La política de Punto Final equivale al perdón para los corruptos

¿Es legítimo un acto de perdón personal de los delitos? El perdón personal corresponde al ámbito ámbito privado y moral. La legalidad tiene otra dimensión. Los actos que violan el derecho penal, sobre todo de funcionarios que hicieron uso indebido de recursos de todos los mexicanos, son responsabilidad institucional. Responsabilidad institucional que tiene señaladas las funciones y procedimientos. El discernimiento de una persona no puede estar por encima del Estado de Derecho. La omisión de autoridades actuales implica una serie de maniobras que manipulan y bloquean el ejercicio del Derecho. El llamado Punto Final sería una manera anunciada de caer en la misma omisión. Aceptar el argumento de que se omite la aplicación del Derecho por un acto de prudencia política, ya que se metería al país “a un pantano de controversias”, implica que el Derecho tiene excepciones, donde el jefe del Ejecutivo decide en qué momento se aplica el Derecho y en qué momento no se aplica, según su sentido particular de la prudencia. La posibilidad de que una autoridad unipersonal decida cuándo se aplica el Derecho significa la destrucción misma del Estado de Derecho. Significa que una persona está por encima del Estado.

La corrupción es el bloqueo u omisión del Derecho. Un perdón personal de esos delitos implica nada más y nada menos que la complicidad con dichos actos de corrupción. Se dice: “en adelante ya no se perdonará”. ¿Por qué a unos si se les perdona y a otros no? El gobierno que siga del entrante puede tomar el mismo criterio: “los delitos del gobierno anterior los perdonamos”. Eso nos lleva al infinito: los nuevos gobiernos perdonan los delitos de corrupción del gobierno anterior. ¿Qué razón hay para impedir que ese criterio lo tome este gobierno que está por entrar y no los que le siguen? Ninguna. No hay razones: impera la voluntad personal. Eso tiene un nombre técnico: arbitrariedad. Todo acto implica un imperativo categórico: ¿Qué máxima universal conduce la posición planteada por AMLO a título personal? En este caso, el acto particular es perdonar la corrupción, convertida en primer problema del país. La conclusión es la siguiente: “cuando haya un acto de corrupción que impida el manejo político del gobierno que tú conducirás, mejor omítelo y perdona”. No hay acto particular jurídico sin imperativo categórico. Y el que se sigue de la posición de Andrés Manuel es catastrófica, porque destruye las bases del Estado de Derecho. Por ello hay que impulsar el debate para convencer a AMLO de que cambie su posición y a la mayoría de los mexicanos para que se pronuncien por la investigación y sometimiento a proceso de quienes han enabezado el régimen de corrupción.

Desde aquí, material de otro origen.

//! Blocking waits built on the command client.
//!
//! - [`CompletionPoller`] re-issues `donorStartMigration` as a status probe
//!   until the durable state is terminal.
//! - [`GarbageCollectionPoller`] reads every node until its durable record,
//!   coordinator, and access blocker for the migration are all gone.

use std::sync::Arc;

use tracing::{debug, info, instrument};

use super::poll::{PollOutcome, PollSchedule, Poller, drive};
use crate::client::command::StartMigrationReply;
use crate::client::migration_client::{MigrationCommandClient, RetryMode};
use crate::cluster::types::{GcProgress, MigrationDescriptor, MigrationId, MigrationState};
use crate::cluster::{ClusterHandle, NodeHandle};
use crate::config::DriverConfig;
use crate::error::{Error, Result};
use crate::metrics::DriverMetrics;

/// Terminal result of a migration.
#[derive(Debug, Clone, PartialEq)]
pub struct MigrationOutcome {
    /// `Committed` or `Aborted`.
    pub state: MigrationState,
    /// The last reply received, which reported `state`.
    pub reply: StartMigrationReply,
    /// Distinct states observed while waiting, in order.
    pub observed_states: Vec<MigrationState>,
}

impl MigrationOutcome {
    /// Check if the migration committed.
    pub fn is_committed(&self) -> bool {
        self.state == MigrationState::Committed
    }

    /// Check if the migration aborted.
    pub fn is_aborted(&self) -> bool {
        self.state == MigrationState::Aborted
    }
}

/// Polls the donor until the migration reaches a terminal state.
///
/// Fails if the reported state ever moves backwards.
pub struct CompletionPoller<'a, C: ClusterHandle> {
    client: &'a mut MigrationCommandClient<C>,
    descriptor: &'a MigrationDescriptor,
    retry: RetryMode,
    observed: Vec<MigrationState>,
}

impl<'a, C: ClusterHandle> CompletionPoller<'a, C> {
    /// Create a poller for an already-started migration. Each probe uses
    /// `retry` for transient failures.
    pub fn new(
        client: &'a mut MigrationCommandClient<C>,
        descriptor: &'a MigrationDescriptor,
        retry: RetryMode,
    ) -> Self {
        Self {
            client,
            descriptor,
            retry,
            observed: Vec::new(),
        }
    }

    /// Distinct states observed so far.
    pub fn observed_states(&self) -> &[MigrationState] {
        &self.observed
    }
}

impl<C: ClusterHandle> Poller for CompletionPoller<'_, C> {
    type Output = MigrationOutcome;

    fn operation(&self) -> &'static str {
        "wait_for_migration_to_complete"
    }

    async fn poll(&mut self) -> PollOutcome<MigrationOutcome> {
        let reply = match self
            .client
            .start_migration(self.descriptor, self.retry)
            .await
        {
            Ok(reply) => reply,
            Err(e) => return PollOutcome::Failed(e),
        };

        if let Some(&previous) = self.observed.last() {
            if !previous.can_advance_to(reply.state) {
                return PollOutcome::Failed(Error::ProtocolViolation(format!(
                    "migration {} moved from {} back to {}",
                    self.descriptor.migration_id, previous, reply.state
                )));
            }
            if previous != reply.state {
                self.observed.push(reply.state);
            }
        } else {
            self.observed.push(reply.state);
        }

        if reply.is_terminal() {
            return PollOutcome::Done(MigrationOutcome {
                state: reply.state,
                reply,
                observed_states: self.observed.clone(),
            });
        }
        PollOutcome::Pending
    }

    fn pending_reason(&self) -> Option<String> {
        self.observed
            .last()
            .map(|state| format!("migration is in state {}", state))
    }
}

/// Polls each node until garbage collection of a migration is complete there.
///
/// Nodes are tracked independently; a node that has completed is not read
/// again. A failed read leaves the node's progress unchanged.
pub struct GarbageCollectionPoller<'a, N: NodeHandle> {
    nodes: &'a [N],
    migration_id: &'a MigrationId,
    tenant_id: &'a str,
    progress: Vec<GcProgress>,
    last_errors: Vec<Option<String>>,
}

impl<'a, N: NodeHandle> GarbageCollectionPoller<'a, N> {
    /// Create a poller over `nodes`.
    pub fn new(nodes: &'a [N], migration_id: &'a MigrationId, tenant_id: &'a str) -> Self {
        Self {
            nodes,
            migration_id,
            tenant_id,
            progress: vec![GcProgress::default(); nodes.len()],
            last_errors: vec![None; nodes.len()],
        }
    }

    /// Per-node progress, in node order.
    pub fn progress(&self) -> &[GcProgress] {
        &self.progress
    }
}

impl<N: NodeHandle> Poller for GarbageCollectionPoller<'_, N> {
    type Output = ();

    fn operation(&self) -> &'static str {
        "wait_for_migration_garbage_collection"
    }

    async fn poll(&mut self) -> PollOutcome<()> {
        for ((node, progress), last_error) in self
            .nodes
            .iter()
            .zip(self.progress.iter_mut())
            .zip(self.last_errors.iter_mut())
        {
            if progress.is_complete() {
                continue;
            }
            match node.read_migration_status(self.migration_id).await {
                Ok(status) => {
                    *progress = status.garbage_collection(self.migration_id, self.tenant_id);
                    *last_error = None;
                    if progress.is_complete() {
                        debug!(node = %node.host(), "Garbage collection complete on node");
                    }
                }
                Err(e) => {
                    debug!(node = %node.host(), error = %e, "Status read failed, will retry");
                    *last_error = Some(e.to_string());
                }
            }
        }

        if self.progress.iter().all(GcProgress::is_complete) {
            PollOutcome::Done(())
        } else {
            PollOutcome::Pending
        }
    }

    fn pending_reason(&self) -> Option<String> {
        let pending: Vec<String> = self
            .nodes
            .iter()
            .zip(&self.progress)
            .zip(&self.last_errors)
            .filter(|((_, progress), _)| !progress.is_complete())
            .map(|((node, progress), last_error)| match last_error {
                Some(e) => format!("{}: unreachable ({})", node.host(), e),
                None => format!("{}: {}", node.host(), progress.pending().join(", ")),
            })
            .collect();
        (!pending.is_empty()).then(|| pending.join("; "))
    }
}

/// Turns one-shot commands and reads into bounded, convergent waits.
pub struct StateWaiter {
    schedule: PollSchedule,
    metrics: Arc<DriverMetrics>,
}

impl StateWaiter {
    /// Create a waiter using the poll interval and wait timeout of `config`.
    pub fn new(config: &DriverConfig, metrics: Arc<DriverMetrics>) -> Self {
        Self {
            schedule: PollSchedule::from_config(config),
            metrics,
        }
    }

    /// Use a custom schedule.
    pub fn with_schedule(mut self, schedule: PollSchedule) -> Self {
        self.schedule = schedule;
        self
    }

    /// Block until the migration is `Committed` or `Aborted`.
    ///
    /// The migration must already have been started. With
    /// [`RetryMode::Never`] the first transient probe failure ends the wait.
    #[instrument(skip_all, fields(migration_id = %descriptor.migration_id, tenant_id = %descriptor.tenant_id, ?retry))]
    pub async fn wait_for_migration_to_complete<C: ClusterHandle>(
        &self,
        client: &mut MigrationCommandClient<C>,
        descriptor: &MigrationDescriptor,
        retry: RetryMode,
    ) -> Result<MigrationOutcome> {
        let mut poller = CompletionPoller::new(client, descriptor, retry);
        let outcome = drive(&mut poller, self.schedule, &self.metrics).await?;
        info!(
            state = %outcome.state,
            observed = ?outcome.observed_states,
            "Migration reached terminal state"
        );
        Ok(outcome)
    }

    /// Block until every node in `nodes` has dropped the migration's durable
    /// record, has no active coordinator, and has no access blocker for
    /// `tenant_id`.
    #[instrument(skip_all, fields(migration_id = %migration_id, tenant_id = %tenant_id, nodes = nodes.len()))]
    pub async fn wait_for_migration_garbage_collection<N: NodeHandle>(
        &self,
        nodes: &[N],
        migration_id: &MigrationId,
        tenant_id: &str,
    ) -> Result<()> {
        let mut poller = GarbageCollectionPoller::new(nodes, migration_id, tenant_id);
        drive(&mut poller, self.schedule, &self.metrics).await?;
        info!("Migration garbage collected on all nodes");
        Ok(())
    }
}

No se trata de cacería de brujas, sino que toda investigación tenga certeza de la culpabilidad del imputado, con debido proceso y la aplicación justa de la justicia. Nada más, pero tampoco nada menos. La petición prudente de los mexicanos es aplicar el derecho: no bloquearlo ni omitirlo. Es de lo que estamos cansados, hartos, enojados, burlados, molestos, hastiados, indignados, asqueados y hasta el copete. No podemos entender que la cuarta transformación consista en omitir el Derecho. Hay que prepararnos para participar en la consulta sobre este tema que AMLO propone para el 21 de marzo de 2019.